Hybrids have long been the best-selling bike type in the UK, and they’ve developed along with changes in the bikes that supply their components. In the last few years, with compact chainsets dominating on road bikes, and disk brakes providing reliable, powerful and weatherproof stopping for mountain bikes, we’ve seen a new generation of hybrids develop: hybrid 2.0, if you like.
Compact chainsets are good for hybrids because they can provide a wide gear range without the complication of an extra chainring, especially when combined with the rear sprocket sets intended for mountain bikes. There are still plenty of hybrids on offer with triple chainsets, but they’re now an unnecessary complication, even more so than for most road bikes.
Disc brakes are the development that really ushered in hybrid 2.0. Since hybrids get used around town a lot, they need brakes that are affected as little as possible by the weather, and immune to the effects of a wheel getting dented or knocked out of true.
Those are the big advantages of disc brakes, and there’s another bonus too.
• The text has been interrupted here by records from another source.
//! Reference notification projector.
//!
//! Subscribes to the request topic and hands one [`Notification`] per new
//! event to a [`NotificationSender`]. The relay publishes a request's events
//! in sequence order, so the projector keeps one number per request: the
//! highest sequence it has accepted. Anything at or below it is a
//! redelivery. A request has at most one delivery running; later events of
//! that request wait behind it, so the sender sees them in order.
//!
//! The decision logic is a reducer run on the runtime [`Store`]; delivery is
//! an effect. Content rendering and delivery channels belong to the sender.

use crate::events::DomainEvent;
use crate::events::RequestEvent;
use crate::types::RequestId;
use benefits_core::effect::Effect;
use benefits_core::event::SerializedEvent;
use benefits_core::event_bus::{EventBus, EventBusError};
use benefits_core::reducer::Reducer;
use benefits_core::{SmallVec, smallvec};
use benefits_runtime::metrics::names;
use benefits_runtime::store::{EffectHandle, Store};
use benefits_runtime::StoreError;
use futures::StreamExt;
use std::collections::{HashMap, VecDeque};
use std::future::Future;
use std::pin::Pin;
use std::sync::Arc;
use thiserror::Error;
use tokio::sync::watch;
use tokio::task::JoinHandle;
use uuid::Uuid;

/// Errors from the projector and senders.
#[derive(Error, Debug, Clone, PartialEq, Eq)]
pub enum NotificationError {
    /// The sender could not deliver
    #[error("delivery failed: {0}")]
    Delivery(String),

    /// A bus message was not a request event
    #[error("undecodable event: {0}")]
    Decode(String),

    /// The bus subscription failed
    #[error(transparent)]
    Bus(#[from] EventBusError),

    /// The projector's store is shutting down
    #[error(transparent)]
    Store(#[from] StoreError),
}

/// What gets handed to the sender.
#[derive(Clone, Debug, PartialEq, Eq)]
pub struct Notification {
    /// Source event id
    pub event_id: Uuid,
    /// Request concerned
    pub request_id: RequestId,
    /// Source event type
    pub event_type: &'static str,
    /// Correlation id of the originating call
    pub correlation_id: Uuid,
    /// One-line summary for the sender to render
    pub summary: String,
}

impl Notification {
    /// Build the notification for an event.
    #[must_use]
    pub fn for_event(event: &DomainEvent) -> Self {
        let summary = match &event.payload {
            RequestEvent::RequestCreated { benefit_type, .. } => {
                format!("{benefit_type} request opened")
            },
            RequestEvent::RequestSubmitted { status } => format!("request submitted ({status})"),
            RequestEvent::RequestPended { pendencies, .. } => {
                format!("{} pendencies to resolve", pendencies.len())
            },
            RequestEvent::RequestApproved { .. } => "request approved".to_string(),
            RequestEvent::RequestRejected { justification } => format!("request rejected: {justification}"),
            RequestEvent::RequestResubmitted { .. } => "request back in analysis".to_string(),
            RequestEvent::RequestReleased { payment, .. } => {
                format!("benefit released ({} cents)", payment.amount_cents)
            },
            RequestEvent::RequestCompleted { .. } => "delivery confirmed".to_string(),
            RequestEvent::RequestCancelled { reason, .. } => format!("request cancelled: {reason}"),
        };
        Self {
            event_id: event.event_id,
            request_id: event.request_id,
            event_type: event.event_type(),
            correlation_id: event.correlation_id,
            summary,
        }
    }
}

/// Delivers notifications (SMS, messaging channel, e-mail...).
pub trait NotificationSender: Send + Sync {
    /// Deliver one notification.
    ///
    /// # Errors
    ///
    /// [`NotificationError::Delivery`] if the channel refused it.
    fn send(
        &self,
        notification: Notification,
    ) -> Pin<Box<dyn Future<Output = Result<(), NotificationError>> + Send + '_>>;
}

/// Sender that only logs.
#[derive(Debug, Clone, Copy, Default)]
pub struct LoggingSender;

impl NotificationSender for LoggingSender {
    fn send(
        &self,
        notification: Notification,
    ) -> Pin<Box<dyn Future<Output = Result<(), NotificationError>> + Send + '_>> {
        Box::pin(async move {
            tracing::info!(
                event_id = %notification.event_id,
                request_id = %notification.request_id,
                event_type = notification.event_type,
                summary = %notification.summary,
                "Notification sent"
            );
            Ok(())
        })
    }
}

/// Projector state.
#[derive(Clone, Debug, Default)]
pub struct NotificationState {
    /// Highest sequence accepted per request; lower or equal ones are redeliveries
    pub accepted_through: HashMap<RequestId, u64>,
    /// Requests with a delivery running, each with the events waiting behind it
    pub in_flight: HashMap<RequestId, VecDeque<DomainEvent>>,
    /// Notifications the sender accepted
    pub delivered: u64,
    /// Failed deliveries so far
    pub failures: u64,
    /// Redeliveries ignored
    pub duplicates_skipped: u64,
}

/// Projector actions.
#[derive(Clone, Debug)]
pub enum NotificationAction {
    /// An event arrived from the bus
    EventReceived {
        /// The event
        event: DomainEvent,
    },
    /// The sender accepted the notification
    Delivered {
        /// Request concerned
        request_id: RequestId,
        /// Source event id
        event_id: Uuid,
    },
    /// The sender failed; the next event of the request goes ahead
    DeliveryFailed {
        /// Request concerned
        request_id: RequestId,
        /// Source event id
        event_id: Uuid,
        /// Sender error
        reason: String,
    },
}

/// Injected dependencies of the projector.
#[derive(Clone)]
pub struct NotificationEnvironment {
    /// Delivery channel
    pub sender: Arc<dyn NotificationSender>,
}

/// Dedupe-and-deliver reducer.
#[derive(Debug, Clone, Copy, Default)]
pub struct NotificationReducer;

impl NotificationReducer {
    fn deliver(event: &DomainEvent, env: &NotificationEnvironment) -> Effect<NotificationAction> {
        let notification = Notification::for_event(event);
        let request_id = event.request_id;
        let event_id = event.event_id;
        let sender = Arc::clone(&env.sender);
        Effect::Future(Box::pin(async move {
            match sender.send(notification).await {
                Ok(()) => Some(NotificationAction::Delivered { request_id, event_id }),
                Err(error) => Some(NotificationAction::DeliveryFailed {
                    request_id,
                    event_id,
                    reason: error.to_string(),
                }),
            }
        }))
    }

    /// Start the next waiting event of `request_id`, or mark it idle.
    fn next_for(
        state: &mut NotificationState,
        request_id: RequestId,
        env: &NotificationEnvironment,
    ) -> SmallVec<[Effect<NotificationAction>; 4]> {
        let next = state.in_flight.get_mut(&request_id).and_then(VecDeque::pop_front);
        match next {
            Some(event) => smallvec![Self::deliver(&event, env)],
            None => {
                state.in_flight.remove(&request_id);
                SmallVec::new()
            },
        }
    }
}

impl Reducer for NotificationReducer {
    type State = NotificationState;
    type Action = NotificationAction;
    type Environment = NotificationEnvironment;

    fn reduce(
        &self,
        state: &mut NotificationState,
        action: NotificationAction,
        env: &NotificationEnvironment,
    ) -> SmallVec<[Effect<NotificationAction>; 4]> {
        match action {
            NotificationAction::EventReceived { event } => {
                let accepted = state.accepted_through.entry(event.request_id).or_insert(0);
                if event.sequence <= *accepted {
                    state.duplicates_skipped += 1;
                    metrics::counter!(names::NOTIFICATIONS_DUPLICATES_SKIPPED).increment(1);
                    tracing::debug!(
                        event_id = %event.event_id,
                        request_id = %event.request_id,
                        sequence = event.sequence,
                        "Duplicate event skipped"
                    );
                    return SmallVec::new();
                }
                *accepted = event.sequence;

                if let Some(waiting) = state.in_flight.get_mut(&event.request_id) {
                    waiting.push_back(event);
                    return SmallVec::new();
                }
                state.in_flight.insert(event.request_id, VecDeque::new());
                smallvec![Self::deliver(&event, env)]
            },

            NotificationAction::Delivered { request_id, .. } => {
                state.delivered += 1;
                metrics::counter!(names::NOTIFICATIONS_DELIVERED).increment(1);
                Self::next_for(state, request_id, env)
            },

            NotificationAction::DeliveryFailed {
                request_id,
                event_id,
                reason,
            } => {
                state.failures += 1;
                tracing::warn!(%event_id, %request_id, %reason, "Notification delivery failed");
                Self::next_for(state, request_id, env)
            },
        }
    }
}

/// Store type running the projector.
pub type NotificationStore =
    Store<NotificationState, NotificationAction, NotificationEnvironment, NotificationReducer>;

/// Subscribes to the request topic and feeds the notification store.
pub struct NotificationProjector {
    store: NotificationStore,
    bus: Arc<dyn EventBus>,
    topic: String,
    shutdown: watch::Receiver<bool>,
}

impl NotificationProjector {
    /// Create a projector.
    ///
    /// Returns the projector and a shutdown sender; send `true` to stop it.
    #[must_use]
    pub fn new(
        sender: Arc<dyn NotificationSender>,
        bus: Arc<dyn EventBus>,
        topic: impl Into<String>,
    ) -> (Self, watch::Sender<bool>) {
        let (shutdown_tx, shutdown_rx) = watch::channel(false);
        let store = Store::new(
            NotificationState::default(),
            NotificationReducer,
            NotificationEnvironment { sender },
        );
        let projector = Self {
            store,
            bus,
            topic: topic.into(),
            shutdown: shutdown_rx,
        };
        (projector, shutdown_tx)
    }

    /// Handle to the projector's store, for state inspection.
    #[must_use]
    pub fn store(&self) -> NotificationStore {
        self.store.clone()
    }

    /// Feed one bus message to the reducer.
    ///
    /// # Errors
    ///
    /// [`NotificationError::Decode`] for foreign messages and
    /// [`NotificationError::Store`] during shutdown.
    pub async fn handle(&self, event: &SerializedEvent) -> Result<EffectHandle, NotificationError> {
        let event = DomainEvent::from_serialized(event).map_err(|e| NotificationError::Decode(e.to_string()))?;
        Ok(self.store.send(NotificationAction::EventReceived { event }).await?)
    }

    /// Subscribe, then process events in a background task until shutdown.
    ///
    /// The subscription is established before this returns, so events
    /// published afterwards are seen.
    ///
    /// # Errors
    ///
    /// [`NotificationError::Bus`] if the subscription fails.
    pub async fn start(mut self) -> Result<JoinHandle<()>, NotificationError> {
        let mut events = self.bus.subscribe(&[self.topic.as_str()]).await?;
        tracing::info!(topic = %self.topic, "Notification projector subscribed");

        Ok(tokio::spawn(async move {
            while !*self.shutdown.borrow() {
                tokio::select! {
                    next = events.next() => match next {
                        Some(Ok(event)) => {
                            if let Err(error) = self.handle(&event).await {
                                tracing::error!(%error, event_type = %event.event_type, "Failed to process event");
                            }
                        },
                        Some(Err(error)) => {
                            tracing::error!(%error, "Error receiving event from bus");
                        },
                        None => {
                            tracing::warn!(topic = %self.topic, "Event stream ended");
                            break;
                        },
                    },
                    changed = self.shutdown.changed() => {
                        if changed.is_err() || *self.shutdown.borrow() {
                            break;
                        }
                    },
                }
            }
            tracing::info!(topic = %self.topic, "Notification projector stopped");
        }))
    }
}

impl std::fmt::Debug for NotificationProjector {
    fn fmt(&self, f: &mut std::fmt::Formatter<'_>) -> std::fmt::Result {
        f.debug_struct("NotificationProjector")
            .field("topic", &self.topic)
            .finish_non_exhaustive()
    }
}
I see an awful lot of bikes with very badly set-up rim brakes, and in particular V-brakes that are flapping around with the cable unconnected; closing them is awkward and people just give up. Discs have their issues too, but at least if you get the wheel into place, they work.
What are hybrids good for?
Their upright riding position and good brakes makes hybrids ideal for short trips round town. That doesn’t just mean commuting, which actually accounts for a minority of short trips, but also general getting around, visiting friends, going to the pub or the shops and like that.
With a rack and especially with mudguards a hybrid is practical, sensibly-priced general transportation. A few hundred quid for a decent hybrid — less with a Cycle To Work scheme deal — pays for itself in a just a few months of not driving or using public transport.
But hybrids aren’t just about practical cycling. They’re great for unhurried country lane pootling. The upright riding position lets you sit up and enjoy the view and the medium-width tyres let you explore dirt roads and tracks as well a poorly-maintained back lanes.
If you’re accustomed to speeding through the countryside with your head down and bum up, a hybrid is an altogether more relaxing ride, but still capable of covering distance. And yes, you can ride poor roads and a bit of dirt on your regular road bike, but a hybrid frees you from constantly scanning for every rock and pothole.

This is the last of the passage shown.